:: What to work on ::
Identify and copy all lines of the material where the string "CoreError" is found.

:: Extracted entries ::
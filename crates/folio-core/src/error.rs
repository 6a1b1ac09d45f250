//! Error types for the Folio core library.

use thiserror::Error;

/// Result type alias using `CoreError`.
pub type Result<T> = std::result::Result<T, CoreError>;

/// Core error types for Folio.
#[derive(Error, Debug)]
pub enum CoreError {
    /// Configuration loading or parsing error.
    #[error("Configuration error: {message}")]
    Config {
        message: String,
        #[source]
        source: Option<Box<dyn std::error::Error + Send + Sync>>,
    },

    /// Malformed frontmatter header.
    #[error("Frontmatter error: {0}")]
    Frontmatter(String),

    /// A required frontmatter key is absent or empty.
    #[error("Missing required field: {0}")]
    MissingField(&'static str),

    /// File system I/O error.
    #[error("IO error: {0}")]
    Io(#[from] std::io::Error),

    /// TOML parsing error.
    #[error("TOML parse error: {0}")]
    Toml(#[from] toml::de::Error),

    /// YAML parsing error.
    #[error("YAML parse error: {0}")]
    Yaml(#[from] serde_yaml::Error),

    /// Generic configuration crate error.
    #[error("Config crate error: {0}")]
    ConfigCrate(#[from] config::ConfigError),
}

impl CoreError {
    /// Create a new configuration error with a message.
    pub fn config(message: impl Into<String>) -> Self {
        Self::Config {
            message: message.into(),
            source: None,
        }
    }

    /// Create a new configuration error with source.
    pub fn config_with_source(
        message: impl Into<String>,
        source: impl std::error::Error + Send + Sync + 'static,
    ) -> Self {
        Self::Config {
            message: message.into(),
            source: Some(Box::new(source)),
        }
    }

    /// Create a new frontmatter error.
    pub fn frontmatter(message: impl Into<String>) -> Self {
        Self::Frontmatter(message.into())
    }
}

#[cfg(test)]
mod tests {
    use super::*;

    #[test]
    fn test_config_error() {
        let err = CoreError::config("missing field");
        assert!(err.to_string().contains("Configuration error"));
        assert!(err.to_string().contains("missing field"));
    }

    #[test]
    fn test_frontmatter_error() {
        let err = CoreError::frontmatter("unterminated header");
        assert!(err.to_string().contains("Frontmatter error"));
        assert!(err.to_string().contains("unterminated header"));
    }

    #[test]
    fn test_missing_field_error() {
        let err = CoreError::MissingField("title");
        assert_eq!(err.to_string(), "Missing required field: title");
    }

    #[test]
    fn test_io_error_conversion() {
        let io_err = std::io::Error::new(std::io::ErrorKind::NotFound, "file not found");
        let err: CoreError = io_err.into();
        assert!(err.to_string().contains("IO error"));
    }
}
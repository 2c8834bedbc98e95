//! Template images
//!
//! The two background templates are loaded once at startup and shared
//! read-only by every run. A template file that is absent is replaced by a
//! labelled placeholder; one that exists but cannot be used disables its
//! track.

use std::path::{Path, PathBuf};

use omrsheet_core::Track;
use tracing::{debug, error, warn};

/// Image formats the page renderer accepts
#[derive(Debug, Clone, Copy, PartialEq, Eq)]
pub enum ImageFormat {
    Jpeg,
    Png,
    Gif,
    Webp,
    Svg,
}

impl ImageFormat {
    /// Sniff the format from file contents
    pub fn detect(bytes: &[u8]) -> Option<Self> {
        if bytes.starts_with(&[0xFF, 0xD8, 0xFF]) {
            return Some(ImageFormat::Jpeg);
        }
        if bytes.starts_with(b"\x89PNG\r\n\x1a\n") {
            return Some(ImageFormat::Png);
        }
        if bytes.starts_with(b"GIF87a") || bytes.starts_with(b"GIF89a") {
            return Some(ImageFormat::Gif);
        }
        if bytes.len() >= 12 && &bytes[..4] == b"RIFF" && &bytes[8..12] == b"WEBP" {
            return Some(ImageFormat::Webp);
        }

        let head = String::from_utf8_lossy(&bytes[..bytes.len().min(512)]);
        let head = head.trim_start_matches('\u{feff}').trim_start();
        if head.starts_with("<svg") || (head.starts_with("<?xml") && head.contains("<svg")) {
            return Some(ImageFormat::Svg);
        }

        None
    }

    /// File extension understood by the renderer
    pub fn extension(self) -> &'static str {
        match self {
            ImageFormat::Jpeg => "jpg",
            ImageFormat::Png => "png",
            ImageFormat::Gif => "gif",
            ImageFormat::Webp => "webp",
            ImageFormat::Svg => "svg",
        }
    }
}

/// Where a template image came from
#[derive(Debug, Clone, PartialEq, Eq)]
pub enum TemplateOrigin {
    /// Loaded from the configured file
    File(PathBuf),
    /// Synthesized because the file was missing; `written` is the on-disk
    /// copy when the directory was writable
    Placeholder { written: Option<PathBuf> },
}

/// A loaded background template
#[derive(Debug, Clone)]
pub struct TemplateImage {
    track: Track,
    format: ImageFormat,
    bytes: Vec<u8>,
    origin: TemplateOrigin,
}

impl TemplateImage {
    /// Build a template from image bytes, rejecting unknown formats
    pub fn from_bytes(track: Track, bytes: Vec<u8>, origin: TemplateOrigin) -> Option<Self> {
        let format = ImageFormat::detect(&bytes)?;
        Some(Self {
            track,
            format,
            bytes,
            origin,
        })
    }

    /// A labelled placeholder page kept in memory only
    pub fn placeholder(track: Track) -> Self {
        Self {
            track,
            format: ImageFormat::Svg,
            bytes: placeholder_svg(track).into_bytes(),
            origin: TemplateOrigin::Placeholder { written: None },
        }
    }

    /// The track this template serves
    pub fn track(&self) -> Track {
        self.track
    }

    /// Detected image format
    pub fn format(&self) -> ImageFormat {
        self.format
    }

    /// Raw image bytes
    pub fn bytes(&self) -> &[u8] {
        &self.bytes
    }

    /// Where the image came from
    pub fn origin(&self) -> &TemplateOrigin {
        &self.origin
    }

    /// True when this is a synthesized placeholder
    pub fn is_placeholder(&self) -> bool {
        matches!(self.origin, TemplateOrigin::Placeholder { .. })
    }

    /// Path of the image inside the renderer's virtual file system
    pub fn virtual_path(&self) -> String {
        format!("/templates/{}.{}", self.track, self.format.extension())
    }
}

/// Placeholder text for a track
pub fn placeholder_label(track: Track) -> String {
    match track {
        Track::Child => "Child OMR Missing".to_string(),
        Track::Master => "Master OMR Missing".to_string(),
    }
}

/// White A4-proportioned SVG with the placeholder label
pub fn placeholder_svg(track: Track) -> String {
    format!(
        concat!(
            r##"<svg xmlns="http://www.w3.org/2000/svg" width="595" height="842" viewBox="0 0 595 842">"##,
            r##"<rect width="595" height="842" fill="#ffffff"/>"##,
            r##"<text x="50" y="400" font-family="DejaVu Sans Mono, sans-serif" font-size="24" fill="#000000">{}</text>"##,
            "</svg>\n"
        ),
        placeholder_label(track)
    )
}

/// On-disk location for the placeholder of a missing template
pub fn placeholder_path(template_path: &Path) -> PathBuf {
    let stem = template_path
        .file_stem()
        .map(|s| s.to_string_lossy().into_owned())
        .unwrap_or_else(|| "template".to_string());
    template_path.with_file_name(format!("{}.placeholder.svg", stem))
}

/// Write a placeholder beside a missing template, if the directory allows it
pub fn write_placeholder(track: Track, template_path: &Path) -> std::io::Result<PathBuf> {
    let path = placeholder_path(template_path);
    std::fs::write(&path, placeholder_svg(track))?;
    Ok(path)
}

/// The pair of background templates, one per track
#[derive(Debug, Clone, Default)]
pub struct TemplateSet {
    child: Option<TemplateImage>,
    master: Option<TemplateImage>,
    failures: Vec<(Track, String)>,
}

impl TemplateSet {
    /// Load both templates from disk
    pub fn load(child_path: &Path, master_path: &Path) -> Self {
        let mut set = TemplateSet::default();
        for (track, path) in [(Track::Child, child_path), (Track::Master, master_path)] {
            match load_template(track, path) {
                Ok(image) => set.insert(image),
                Err(reason) => {
                    error!(%track, path = %path.display(), "Failed to load template: {}", reason);
                    set.failures.push((track, reason));
                }
            }
        }
        set
    }

    /// Build a set from already-loaded images
    pub fn from_images(images: impl IntoIterator<Item = TemplateImage>) -> Self {
        let mut set = TemplateSet::default();
        for image in images {
            set.insert(image);
        }
        set
    }

    fn insert(&mut self, image: TemplateImage) {
        match image.track {
            Track::Child => self.child = Some(image),
            Track::Master => self.master = Some(image),
        }
    }

    /// The template for a track, `None` if it failed to load
    pub fn get(&self, track: Track) -> Option<&TemplateImage> {
        match track {
            Track::Child => self.child.as_ref(),
            Track::Master => self.master.as_ref(),
        }
    }

    /// True when no track has a usable template
    pub fn is_empty(&self) -> bool {
        self.child.is_none() && self.master.is_none()
    }

    /// Load failures, one entry per failed track
    pub fn failures(&self) -> &[(Track, String)] {
        &self.failures
    }
}

fn load_template(track: Track, path: &Path) -> Result<TemplateImage, String> {
    if !path.exists() {
        warn!(%track, path = %path.display(), "Template missing, using placeholder");
        let written = match write_placeholder(track, path) {
            Ok(written) => Some(written),
            Err(e) => {
                debug!("Placeholder kept in memory: {}", e);
                None
            }
        };
        let mut image = TemplateImage::placeholder(track);
        image.origin = TemplateOrigin::Placeholder { written };
        return Ok(image);
    }

    let bytes = std::fs::read(path).map_err(|e| format!("{}: {}", path.display(), e))?;
    TemplateImage::from_bytes(track, bytes, TemplateOrigin::File(path.to_path_buf()))
        .ok_or_else(|| format!("{}: unrecognized image format", path.display()))
}

#[cfg(test)]
mod tests {
    use super::*;

    #[test]
    fn test_detect_formats() {
        assert_eq!(ImageFormat::detect(&[0xFF, 0xD8, 0xFF, 0xE0]), Some(ImageFormat::Jpeg));
        assert_eq!(ImageFormat::detect(b"\x89PNG\r\n\x1a\nrest"), Some(ImageFormat::Png));
        assert_eq!(ImageFormat::detect(b"GIF89a..."), Some(ImageFormat::Gif));
        assert_eq!(ImageFormat::detect(b"RIFF\0\0\0\0WEBPVP8 "), Some(ImageFormat::Webp));
        assert_eq!(
            ImageFormat::detect(b"<?xml version=\"1.0\"?>\n<svg></svg>"),
            Some(ImageFormat::Svg)
        );
        assert_eq!(ImageFormat::detect(b"hello"), None);
        assert_eq!(ImageFormat::detect(b""), None);
    }

    #[test]
    fn test_placeholder_is_labelled() {
        let image = TemplateImage::placeholder(Track::Child);
        assert!(image.is_placeholder());
        assert_eq!(image.format(), ImageFormat::Svg);
        let svg = String::from_utf8(image.bytes().to_vec()).unwrap();
        assert!(svg.contains("Child OMR Missing"));
        assert_eq!(ImageFormat::detect(image.bytes()), Some(ImageFormat::Svg));
    }

    #[test]
    fn test_virtual_path() {
        let image = TemplateImage::placeholder(Track::Master);
        assert_eq!(image.virtual_path(), "/templates/master.svg");
    }

    #[test]
    fn test_placeholder_path() {
        assert_eq!(
            placeholder_path(Path::new("assets/child_omr.jpg")),
            PathBuf::from("assets/child_omr.placeholder.svg")
        );
    }

    #[test]
    fn test_load_missing_writes_placeholder() {
        let dir = tempfile::tempdir().unwrap();
        let child = dir.path().join("child_omr.jpg");
        let master = dir.path().join("master_omr.jpg");

        let set = TemplateSet::load(&child, &master);
        assert!(!set.is_empty());
        assert!(set.failures().is_empty());

        let image = set.get(Track::Child).unwrap();
        assert_eq!(
            image.origin(),
            &TemplateOrigin::Placeholder {
                written: Some(dir.path().join("child_omr.placeholder.svg"))
            }
        );
        assert!(dir.path().join("master_omr.placeholder.svg").exists());
    }

    #[test]
    fn test_load_unreadable_template_fails_track() {
        let dir = tempfile::tempdir().unwrap();
        let child = dir.path().join("child_omr.jpg");
        let master = dir.path().join("master_omr.png");
        std::fs::write(&child, b"not an image").unwrap();
        std::fs::write(&master, b"\x89PNG\r\n\x1a\n0000").unwrap();

        let set = TemplateSet::load(&child, &master);
        assert!(set.get(Track::Child).is_none());
        assert_eq!(set.failures().len(), 1);
        assert_eq!(set.failures()[0].0, Track::Child);

        let master = set.get(Track::Master).unwrap();
        assert_eq!(master.format(), ImageFormat::Png);
        assert!(!master.is_placeholder());
    }

    #[test]
    fn test_both_failed_is_empty() {
        let dir = tempfile::tempdir().unwrap();
        let child = dir.path().join("child.jpg");
        let master = dir.path().join("master.jpg");
        std::fs::write(&child, b"x").unwrap();
        std::fs::write(&master, b"y").unwrap();

        let set = TemplateSet::load(&child, &master);
        assert!(set.is_empty());
        assert_eq!(set.failures().len(), 2);
    }
}
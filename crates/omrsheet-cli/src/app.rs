//! CLI Application logic
//!
//! Contains the command-line interface implementation.

use std::fs;
use std::path::{Path, PathBuf};

use anyhow::{Context, Result};
use clap::{Parser, Subcommand, ValueEnum};
use serde::Serialize;

use omrsheet_core::{Diagnostic, Track, CALIBRATION_VERSION};
use omrsheet_data::ExcelSource;
use omrsheet_pdf::{placeholder_path, write_placeholder, TemplateOrigin};

use crate::batch::{inspect_workbook, run_batch, BatchContext, BatchReport, SheetSummary};
use crate::config::{load_settings, Settings};

/// Output format for reports
#[derive(Debug, Clone, Copy, Default, ValueEnum)]
pub enum OutputFormat {
    /// Human-readable text output
    #[default]
    Text,
    /// JSON output for tool consumption
    Json,
}

#[derive(Parser)]
#[command(name = "omrsheet")]
#[command(author, version, about = "Personalized OMR answer sheets from a class roster", long_about = None)]
struct Cli {
    #[command(subcommand)]
    command: Commands,
}

#[derive(Subcommand)]
enum Commands {
    /// Generate one PDF per worksheet and bundle them into a zip archive
    Generate {
        /// Input workbook (xlsx, xls, ods)
        input: PathBuf,

        /// Output archive path (defaults to the configured archive name)
        #[arg(short, long)]
        output: Option<PathBuf>,

        /// Directory holding the template images and logo
        #[arg(short, long, default_value = ".")]
        assets: PathBuf,

        /// Configuration file path
        #[arg(short, long)]
        config: Option<PathBuf>,

        /// Output format (text or json)
        #[arg(short, long, value_enum, default_value = "text")]
        format: OutputFormat,
    },

    /// Show how each worksheet would be read, without rendering
    Inspect {
        /// Input workbook (xlsx, xls, ods)
        input: PathBuf,

        /// Output format (text or json)
        #[arg(short, long, value_enum, default_value = "text")]
        format: OutputFormat,
    },

    /// Write placeholder images for missing templates
    Placeholders {
        /// Directory holding the template images
        #[arg(short, long, default_value = ".")]
        assets: PathBuf,

        /// Configuration file path
        #[arg(short, long)]
        config: Option<PathBuf>,
    },
}

/// Run the CLI application
///
/// This is the main entry point for the command-line interface.
/// It parses arguments and dispatches to the appropriate command.
pub fn run_cli() -> Result<()> {
    let cli = Cli::parse();

    match cli.command {
        Commands::Generate {
            input,
            output,
            assets,
            config,
            format,
        } => {
            let settings = load_settings(config.as_deref())?;
            generate_command(&input, output.as_deref(), &assets, &settings, format)?;
        }
        Commands::Inspect { input, format } => {
            inspect_command(&input, format)?;
        }
        Commands::Placeholders { assets, config } => {
            let settings = load_settings(config.as_deref())?;
            placeholders_command(&assets, &settings)?;
        }
    }

    Ok(())
}

#[derive(Serialize)]
struct GenerateSummary<'a> {
    archive: &'a Path,
    calibration_version: u32,
    #[serde(flatten)]
    report: &'a BatchReport,
}

/// Execute the generate command
///
/// Returns the run report after the archive has been written.
pub fn generate_command(
    input: &Path,
    output: Option<&Path>,
    assets_dir: &Path,
    settings: &Settings,
    format: OutputFormat,
) -> Result<BatchReport> {
    if !input.exists() {
        anyhow::bail!("Input file not found: {}", input.display());
    }

    let context = BatchContext::load(settings, assets_dir)
        .context("Failed to load rendering assets")?;
    let mut source = ExcelSource::open(input)
        .with_context(|| format!("Failed to open workbook: {}", input.display()))?;

    let output_path = output
        .map(Path::to_path_buf)
        .unwrap_or_else(|| PathBuf::from(&settings.output.archive_name));

    let batch = match run_batch(&mut source, &context) {
        Ok(batch) => batch,
        Err(e) => {
            if let Some(diagnostic) = e.diagnostic() {
                print_diagnostics(&[diagnostic], format)?;
            }
            return Err(e)
                .with_context(|| format!("Failed to generate sheets for {}", input.display()));
        }
    };

    fs::write(&output_path, &batch.archive)
        .with_context(|| format!("Failed to write archive: {}", output_path.display()))?;

    let report = batch.report;
    match format {
        OutputFormat::Json => {
            let summary = GenerateSummary {
                archive: &output_path,
                calibration_version: CALIBRATION_VERSION,
                report: &report,
            };
            let json = serde_json::to_string_pretty(&summary)
                .context("Failed to serialize report to JSON")?;
            println!("{}", json);
        }
        OutputFormat::Text => {
            println!("omrsheet v{}", omrsheet_core::VERSION);
            println!("Generating: {}", input.display());
            print_template_status(&context);
            print_logo_status(settings, assets_dir);

            for sheet in &report.sheets {
                println!(
                    "  Created: {} ({} page(s) from sheet '{}')",
                    sheet.entry,
                    sheet.pages.len(),
                    sheet.sheet
                );
            }
            for diag in report.diagnostics.iter() {
                println!("{}", diag);
            }

            println!();
            println!(
                "Wrote {} ({} sheet(s), {} page(s), {} warning(s))",
                output_path.display(),
                report.sheets.len(),
                report.page_count(),
                report.diagnostics.warning_count()
            );
        }
    }

    Ok(report)
}

/// Print diagnostics for a run that produced no report
fn print_diagnostics(diagnostics: &[Diagnostic], format: OutputFormat) -> Result<()> {
    match format {
        OutputFormat::Json => {
            let json = serde_json::json!({ "diagnostics": diagnostics });
            let json = serde_json::to_string_pretty(&json)
                .context("Failed to serialize diagnostics to JSON")?;
            println!("{}", json);
        }
        OutputFormat::Text => {
            for diag in diagnostics {
                println!("{}", diag);
            }
        }
    }
    Ok(())
}

fn print_template_status(context: &BatchContext) {
    let templates = context.templates();
    for track in Track::ALL {
        match templates.get(track).map(|t| t.origin()) {
            Some(TemplateOrigin::File(path)) => {
                println!("  {} template: {}", track, path.display());
            }
            Some(TemplateOrigin::Placeholder { written: Some(path) }) => {
                println!("  {} template: placeholder ({})", track, path.display());
            }
            Some(TemplateOrigin::Placeholder { written: None }) => {
                println!("  {} template: placeholder (in memory)", track);
            }
            None => {
                println!("  {} template: unavailable, rows skipped", track);
            }
        }
    }
}

fn print_logo_status(settings: &Settings, assets_dir: &Path) {
    if let Some(logo) = &settings.assets.logo {
        let path = settings.assets.resolve(assets_dir, logo);
        if path.exists() {
            println!("  Logo: {}", path.display());
        } else {
            println!("  Logo: not found ({})", path.display());
        }
    }
}

/// Execute the inspect command
pub fn inspect_command(input: &Path, format: OutputFormat) -> Result<Vec<SheetSummary>> {
    if !input.exists() {
        anyhow::bail!("Input file not found: {}", input.display());
    }

    let mut source = ExcelSource::open(input)
        .with_context(|| format!("Failed to open workbook: {}", input.display()))?;
    let summaries = inspect_workbook(&mut source);

    match format {
        OutputFormat::Json => {
            let json = serde_json::to_string_pretty(&summaries)
                .context("Failed to serialize sheet summaries to JSON")?;
            println!("{}", json);
        }
        OutputFormat::Text => {
            for summary in &summaries {
                println!("Sheet '{}'", summary.sheet);
                if let Some(error) = &summary.error {
                    println!("  unreadable: {}", error);
                    continue;
                }
                for (field, header) in &summary.columns {
                    match header {
                        Some(header) => println!("  {:<13} <- {}", field, header),
                        None => println!("  {:<13} (not found)", field),
                    }
                }
                println!(
                    "  {} row(s): {} child, {} master",
                    summary.rows, summary.child_rows, summary.master_rows
                );
            }
        }
    }

    Ok(summaries)
}

/// Execute the placeholders command
///
/// Writes a placeholder beside each configured template that is missing.
/// Returns the paths written.
pub fn placeholders_command(assets_dir: &Path, settings: &Settings) -> Result<Vec<PathBuf>> {
    let assets = &settings.assets;
    let mut written = Vec::new();

    for (track, template) in [
        (Track::Child, &assets.child_template),
        (Track::Master, &assets.master_template),
    ] {
        let template_path = assets.resolve(assets_dir, template);
        if template_path.exists() {
            println!("  {} template present: {}", track, template_path.display());
            continue;
        }

        let path = write_placeholder(track, &template_path).with_context(|| {
            format!(
                "Failed to write placeholder: {}",
                placeholder_path(&template_path).display()
            )
        })?;
        println!("  Created: {}", path.display());
        written.push(path);
    }

    Ok(written)
}

#[cfg(test)]
mod tests {
    use super::*;

    #[test]
    fn test_cli_parse_generate() {
        let args = vec!["omrsheet", "generate", "roster.xlsx"];
        let cli = Cli::try_parse_from(args).unwrap();

        match cli.command {
            Commands::Generate {
                input,
                output,
                assets,
                config,
                format,
            } => {
                assert_eq!(input, PathBuf::from("roster.xlsx"));
                assert!(output.is_none());
                assert_eq!(assets, PathBuf::from("."));
                assert!(config.is_none());
                assert!(matches!(format, OutputFormat::Text));
            }
            _ => panic!("Expected Generate command"),
        }
    }

    #[test]
    fn test_cli_parse_generate_full() {
        let args = vec![
            "omrsheet",
            "generate",
            "roster.xlsx",
            "--output",
            "out.zip",
            "--assets",
            "static",
            "--config",
            "omr.toml",
            "--format",
            "json",
        ];
        let cli = Cli::try_parse_from(args).unwrap();

        match cli.command {
            Commands::Generate {
                output,
                assets,
                config,
                format,
                ..
            } => {
                assert_eq!(output, Some(PathBuf::from("out.zip")));
                assert_eq!(assets, PathBuf::from("static"));
                assert_eq!(config, Some(PathBuf::from("omr.toml")));
                assert!(matches!(format, OutputFormat::Json));
            }
            _ => panic!("Expected Generate command"),
        }
    }

    #[test]
    fn test_cli_parse_inspect() {
        let args = vec!["omrsheet", "inspect", "roster.ods", "-f", "json"];
        let cli = Cli::try_parse_from(args).unwrap();

        match cli.command {
            Commands::Inspect { input, format } => {
                assert_eq!(input, PathBuf::from("roster.ods"));
                assert!(matches!(format, OutputFormat::Json));
            }
            _ => panic!("Expected Inspect command"),
        }
    }

    #[test]
    fn test_cli_parse_placeholders() {
        let args = vec!["omrsheet", "placeholders", "--assets", "static"];
        let cli = Cli::try_parse_from(args).unwrap();

        match cli.command {
            Commands::Placeholders { assets, config } => {
                assert_eq!(assets, PathBuf::from("static"));
                assert!(config.is_none());
            }
            _ => panic!("Expected Placeholders command"),
        }
    }

    #[test]
    fn test_cli_requires_subcommand() {
        assert!(Cli::try_parse_from(vec!["omrsheet"]).is_err());
    }

    #[test]
    fn test_generate_missing_input() {
        let result = generate_command(
            Path::new("/nonexistent/roster.xlsx"),
            None,
            Path::new("."),
            &Settings::default(),
            OutputFormat::Text,
        );
        assert!(result.is_err());
    }

    #[test]
    fn test_placeholders_skip_existing() {
        let dir = tempfile::tempdir().unwrap();
        fs::write(dir.path().join("child_omr.jpg"), [0xFF, 0xD8, 0xFF, 0xE0]).unwrap();

        let written = placeholders_command(dir.path(), &Settings::default()).unwrap();
        assert_eq!(written, vec![dir.path().join("master_omr.placeholder.svg")]);
        assert!(written[0].exists());
    }
}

:: Your solution ::
/// Result type alias using `CoreError`.
pub type Result<T> = std::result::Result<T, CoreError>;
pub enum CoreError {
impl CoreError {
        let err = CoreError::config("missing field");
        let err = CoreError::frontmatter("unterminated header");
        let err = CoreError::MissingField("title");
        let err: CoreError = io_err.into();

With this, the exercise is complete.